An abortion carried out at the National Maternity Hospital in March 2019 is being reviewed by the UK’s Royal College of Obstetricians and Gynaecologists. In this case an initial test for foetal anomaly indicated that the baby had Edward’s Syndrome, or Trisomy 18. The parents have said that they were advised that it was unnecessary to await the results of a second test and that there was “no hope”. They agreed to an abortion, which was carried out at over 15 weeks gestation. They learned after reading the second test results that their baby was healthy.

Conscientious objection

Although provision is made in the 2018 Act for the right of doctors, nurses and midwives to conscientiously object to participation in abortion, this right is not extended to pharmacists or to medical or nursing students. A conscientiously objecting doctor must refer a woman who wants an abortion to a colleague who will provide this service.

It seems that the right to conscientiously object to participation in abortion services may be of little use for doctors who wish to apply for posts at publicly funded maternity hospitals. In February 2019, the National Maternity Hospital in Dublin advertised positions for a consultant anaesthetist and a consultant in obstetrics and gynaecology. The advertisement stated that candidates must be able to carry out patient duties along with teaching, administration and management duties ‘which as of 2019 includes elective terminations of pregnancy services and the post-holders will be expected to contribute to this new service as part of their practice plan’.

The hospital stated that these positions are to be funded specifically from a financial allocation by the HSE to the hospital for the ‘provision of termination-of-pregnancy services and are for individuals willing to contribute to the provision of these services’. As hospitals are legally obliged to make these services available, it is likely that future advertisements will make similar stipulations.

A church of pagans?

In a country where 78.8% of the population identify as Catholic (Census 2016) and weekly Mass attendance is high by European standards, the decision to remove the right to life of the pre-born baby from the Constitution in order to enable abortion is confusing. Among other things, it points to a failure of the Catholic Church in Ireland over several decades to impart to and/or convince even its own congregations of its teachings on the sanctity of life.

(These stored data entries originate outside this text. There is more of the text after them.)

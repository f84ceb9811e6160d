// 🗂️ VersionedRecord - loosely typed item owned by a backing store
//
// Items travel as JSON objects: a string `id`, an optional integer
// `versionNumber`, and whatever other fields the upstream schema carries.

use crate::error::{Error, Result};
use crate::schema::integral;
use serde::{Deserialize, Serialize};
use serde_json::{Map, Value};

pub const ID_FIELD: &str = "id";
pub const VERSION_FIELD: &str = "versionNumber";

#[derive(Debug, Clone, PartialEq, Serialize, Deserialize)]
pub struct VersionedRecord {
    pub id: String,

    /// Optimistic-concurrency counter; absent on items never written by a patch
    #[serde(
        rename = "versionNumber",
        default,
        skip_serializing_if = "Option::is_none"
    )]
    pub version_number: Option<i64>,

    #[serde(flatten)]
    pub fields: Map<String, Value>,
}

impl VersionedRecord {
    pub fn new(id: impl Into<String>) -> Self {
        VersionedRecord {
            id: id.into(),
            version_number: None,
            fields: Map::new(),
        }
    }

    /// Builder: set a top-level field
    pub fn with_field(mut self, name: &str, value: Value) -> Self {
        self.fields.insert(name.to_string(), value);
        self
    }

    pub fn with_version(mut self, version: i64) -> Self {
        self.version_number = Some(version);
        self
    }

    /// Parse a raw store item. The item must be an object with a string `id`.
    pub fn from_item(item: Value) -> Result<Self> {
        let Value::Object(mut map) = item else {
            return Err(Error::coercion("item", ID_FIELD, "item is not an object"));
        };

        let id = match map.remove(ID_FIELD) {
            Some(Value::String(id)) if !id.is_empty() => id,
            Some(Value::Number(n)) => n.to_string(),
            _ => return Err(Error::coercion("item", ID_FIELD, "missing primary key")),
        };

        let version_number = match map.remove(VERSION_FIELD) {
            None | Some(Value::Null) => None,
            Some(v) => Some(parse_version(&v)?),
        };

        Ok(VersionedRecord {
            id,
            version_number,
            fields: map,
        })
    }

    /// Flatten back into the store item shape
    pub fn to_item(&self) -> Value {
        let mut map = self.fields.clone();
        map.insert(ID_FIELD.to_string(), Value::String(self.id.clone()));
        if let Some(version) = self.version_number {
            map.insert(VERSION_FIELD.to_string(), Value::from(version));
        }
        Value::Object(map)
    }

    /// Value at a dotted path among the non-key fields, e.g. `tenure.id`
    pub fn get_path(&self, path: &str) -> Option<&Value> {
        let (head, rest) = split_path(path);
        let first = self.fields.get(head)?;
        match rest {
            Some(rest) => value_at_path(first, rest),
            None => Some(first),
        }
    }

    /// Version the next write will carry: null counts as 0, otherwise +1
    pub fn next_version(&self) -> Result<i64> {
        match self.version_number {
            None => Ok(0),
            Some(v) => v.checked_add(1).ok_or_else(|| {
                Error::coercion("item", VERSION_FIELD, format!("version {} cannot be incremented", v))
            }),
        }
    }
}

fn parse_version(value: &Value) -> Result<i64> {
    match value {
        Value::Number(n) => integral(n).ok_or_else(|| Error::coercion("item", VERSION_FIELD, format!("not an integer: {}", n))),
        Value::String(s) => s
            .trim()
            .parse::<i64>()
            .map_err(|_| Error::coercion("item", VERSION_FIELD, format!("not an integer: {}", s))),
        other => Err(Error::coercion(
            "item",
            VERSION_FIELD,
            format!("not an integer: {}", other),
        )),
    }
}

fn split_path(path: &str) -> (&str, Option<&str>) {
    match path.split_once('.') {
        Some((head, rest)) => (head, Some(rest)),
        None => (path, None),
    }
}

/// Walk a dotted path through nested objects
pub fn value_at_path<'a>(value: &'a Value, path: &str) -> Option<&'a Value> {
    path.split('.')
        .try_fold(value, |current, segment| current.as_object()?.get(segment))
}

/// Set a dotted path, creating intermediate objects as needed.
/// Non-object intermediates are replaced.
pub fn set_path(target: &mut Map<String, Value>, path: &str, value: Value) {
    let (head, rest) = split_path(path);
    match rest {
        None => {
            target.insert(head.to_string(), value);
        }
        Some(rest) => {
            let slot = target
                .entry(head.to_string())
                .or_insert_with(|| Value::Object(Map::new()));
            if !slot.is_object() {
                *slot = Value::Object(Map::new());
            }
            if let Value::Object(inner) = slot {
                set_path(inner, rest, value);
            }
        }
    }
}

#[cfg(test)]
mod tests {
    use super::*;
    use serde_json::json;

    #[test]
    fn test_from_item_splits_key_and_version() {
        let record = VersionedRecord::from_item(json!({
            "id": "a1",
            "versionNumber": 3,
            "assetId": "00012345",
            "tenure": {"id": "t1"}
        }))
        .unwrap();

        assert_eq!(record.id, "a1");
        assert_eq!(record.version_number, Some(3));
        assert_eq!(record.get_path("tenure.id"), Some(&json!("t1")));
        assert!(!record.fields.contains_key("versionNumber"));
    }

    #[test]
    fn test_from_item_accepts_decimal_style_versions() {
        let record =
            VersionedRecord::from_item(json!({"id": "a1", "versionNumber": 2.0})).unwrap();
        assert_eq!(record.version_number, Some(2));

        let record =
            VersionedRecord::from_item(json!({"id": "a1", "versionNumber": null})).unwrap();
        assert_eq!(record.version_number, None);
    }

    #[test]
    fn test_from_item_rejects_missing_id() {
        let err = VersionedRecord::from_item(json!({"assetId": "1"})).unwrap_err();
        assert!(matches!(err, Error::SchemaCoercion { .. }));
    }

    #[test]
    fn test_to_item_round_trips_fields() {
        let record = VersionedRecord::new("p1")
            .with_version(4)
            .with_field("surname", json!("Smith"));
        let item = record.to_item();

        assert_eq!(item["id"], json!("p1"));
        assert_eq!(item["versionNumber"], json!(4));
        assert_eq!(VersionedRecord::from_item(item).unwrap(), record);
    }

    #[test]
    fn test_next_version_treats_null_as_zero() {
        assert_eq!(VersionedRecord::new("x").next_version().unwrap(), 0);
        assert_eq!(VersionedRecord::new("x").with_version(7).next_version().unwrap(), 8);
    }

    #[test]
    fn test_out_of_range_versions_are_rejected() {
        for version in [json!(1e300), json!(-1e300), json!(18446744073709551615u64), json!(2.5)] {
            let err = VersionedRecord::from_item(json!({"id": "a", "versionNumber": version}))
                .unwrap_err();
            assert!(matches!(err, Error::SchemaCoercion { .. }), "{}", err);
        }

        let at_limit = VersionedRecord::new("a").with_version(i64::MAX);
        assert!(matches!(at_limit.next_version(), Err(Error::SchemaCoercion { .. })));
    }

    #[test]
    fn test_set_path_creates_intermediate_objects() {
        let mut map = Map::new();
        set_path(&mut map, "tenure.type", json!("Secure"));
        set_path(&mut map, "tenure.id", json!("t9"));
        assert_eq!(Value::Object(map), json!({"tenure": {"type": "Secure", "id": "t9"}}));
    }
}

Writing in Catholic World Report in June 2018, Russell E. Saltzman recalled a 1958 lecture titled “The New Pagans and the Church” in which Joseph Ratzinger stated that the Church ‘is no longer, as she once was, a Church composed of pagans who have become Christians, but a Church of pagans, who still call themselves Christians, but actually have become pagans.” Saltzman observed that the pagans in Ireland have reached a 66% critical mass and that default paganism has become the norm governing life for many, if not most, people in Ireland today.

If this is a default rather than a considered position, one may only hope that the realities of abortion will, in time, encourage people to reprise the traditional precepts.